The chapeau to cl 24.8

  1. In the end, there was no dispute that, as the agreed facts record so clearly, AMC NSW had acted fraudulently in relation to, at least, the business that it operated pursuant to the MFA.

  1. I find that this ground of termination is made out.

Clause 23(f) of the Code

  1. As with the chapeau to cl 28.4 of the MFA, this ground of termination is made out.

Clause 18.4

  1. The first question to be resolved is the proper construction of cl 18.4. I have dealt with that at [60] to [75] above.

  1. I turn to the facts.

  1. AMC National made numerous attempts to get documents and information from AMC NSW in relation to the department and the fraudulent scheme. As I have said, AMC NSW fought tooth and nail to resist those attempts, and to prevent AMC National from obtaining documents or information otherwise. In particular, in my view, to the extent that Mr Kijurina referred to the fraudulent scheme in his earlier affidavits (in the 2009 proceedings), his evidence was, at best, parsimonious. I note also that although Ms Lazos said (and I accept) that AMC NSW kept copies of all documents that had been given to it in relation to the fraudulent scheme (and these included copies of the training contracts and the claim forms), Mr Kijurina was careful not to prove or produce those documents in his earlier affidavits.

  1. Against that background, I go to the particular letter on which reliance was placed. After much correspondence (in particular between the respective solicitors), AMC National wrote to AMC NSW on 18 February 2011. There is no doubt that the letter was received shortly thereafter.

  1. The letter was headed:

Request for information and documents pursuant to clause 18.4 of the Master Franchise Agreement.
  1. The first paragraph of the letter stated:

We refer to our previous request for documents and information by way of a letter from our lawyers sent 2 February 2011 and the subsequent correspondence between our lawyers. Consequent upon that correspondence, we have reduced the number of documents we are seeking as well as the number of questions we are requiring answers to.
  1. Among other things, the letter stated:

We require copies of the following documents which referenced in our lawyer's letter of 2 February 2011;
...
8. Document 163; Email correspondence between AMC NSW and DEEWR
...
35. Document 471; Statement of George Kijurina dated 24 April 2009
  1. By the time counsel made their closing submissions, it was accepted that the other documents for which the letter called either had been produced or were unavailable to be produced.

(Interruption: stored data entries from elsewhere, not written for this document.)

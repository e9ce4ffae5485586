use axum::{
    http::StatusCode,
    response::{IntoResponse, Response},
    Json,
};
use serde_json::json;

/// Basket validation failures. Each variant carries the basket section the
/// error should render against, so callers get field-keyed messages rather
/// than one opaque string.
#[derive(Debug, thiserror::Error)]
pub enum BasketError {
    #[error("Database error: {0}")]
    DatabaseError(String),

    #[error("Your basket is empty")]
    EmptyBasket,

    #[error("Only one product may be checked out at a time")]
    MultipleItems,

    #[error("Product {0} is no longer available")]
    UnavailableProduct(i64),

    #[error("No run selected for course '{0}'")]
    MissingRunSelection(String),

    #[error("Multiple runs selected for course '{0}'")]
    DuplicateRunSelection(String),

    #[error("Selected run {0} does not belong to the purchased program")]
    ExtraRunSelection(i64),

    #[error("Enrollment for run {0} has closed")]
    ExpiredRun(i64),

    #[error("You are already enrolled in run {0}")]
    AlreadyEnrolled(i64),

    #[error("Coupon code '{0}' is not valid for this product")]
    IneligibleCoupon(String),

    #[error("A data sharing consent agreement must be signed before checkout")]
    UnsignedDataConsent,
}

impl BasketError {
    /// The basket section the failure belongs to
    pub fn field(&self) -> &'static str {
        match self {
            BasketError::DatabaseError(_) => "basket",
            BasketError::EmptyBasket | BasketError::MultipleItems => "items",
            BasketError::UnavailableProduct(_) => "items",
            BasketError::MissingRunSelection(_)
            | BasketError::DuplicateRunSelection(_)
            | BasketError::ExtraRunSelection(_)
            | BasketError::ExpiredRun(_)
            | BasketError::AlreadyEnrolled(_) => "runs",
            BasketError::IneligibleCoupon(_) => "coupons",
            BasketError::UnsignedDataConsent => "data_consents",
        }
    }
}

impl From<sqlx::Error> for BasketError {
    fn from(err: sqlx::Error) -> Self {
        BasketError::DatabaseError(err.to_string())
    }
}

impl From<crate::catalog::CatalogError> for BasketError {
    fn from(err: crate::catalog::CatalogError) -> Self {
        BasketError::DatabaseError(err.to_string())
    }
}

impl From<crate::coupons::CouponError> for BasketError {
    fn from(err: crate::coupons::CouponError) -> Self {
        match err {
            crate::coupons::CouponError::NotFound => {
                BasketError::IneligibleCoupon("unknown".to_string())
            }
            crate::coupons::CouponError::NotEligible { code, .. } => {
                BasketError::IneligibleCoupon(code)
            }
            other => BasketError::DatabaseError(other.to_string()),
        }
    }
}

impl IntoResponse for BasketError {
    fn into_response(self) -> Response {
        let status = match self {
            BasketError::DatabaseError(_) => StatusCode::INTERNAL_SERVER_ERROR,
            _ => StatusCode::BAD_REQUEST,
        };

        let body = Json(json!({
            "errors": { self.field(): self.to_string() },
        }));

        (status, body).into_response()
    }
}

  1. In addition, the letter said:

We also require answers to the following questions:
1. Do the Directors or Managers of your company know of any external training taking place for your staff, or franchisees, at the Rockdale premises during the period between late 2008 and early 2009? If yes please provide full details of same.
2. Do the Directors or Managers of your company know of any application, successful or otherwise for funding for external training that any member of your staff, or consultant may have made during the period of late 2008 to early 2009? If yes please provide full details of same.
3. Do the Directors of Managers of your company know who the Mr Stephenson (or Stephens) is that is referred to in Mr Osamni's statutory declaration and in DEEWR's list of documents at document 255?
4. Is Mr Paul Stephenson (or Stephens) a consultant or supplier to AMC NSW or involved in anyway with AMC NSW? If so how, for how long has he been involved with AMC NSW and for what purpose?
5. Have the Directors or Managers at your company conducted any investigations into this matter? If so, we requires copies of any such reports or the dissemination of any and all information your Directors and Managers have in relation to this matter.
  1. After correspondence passed between the solicitors which generated more heat than light, some documents were produced. AMC NSW claimed that they included document 8 (the email chain). Mr Coade disputed this, and gave corroborating evidence. Mr Rockliff asserted that the document had been sent (the letter came from his firm), but gave no evidence of having personally checked what it was that had been sent under cover of his firm's letter; and no such evidence was given by (for example) his administrative assistant.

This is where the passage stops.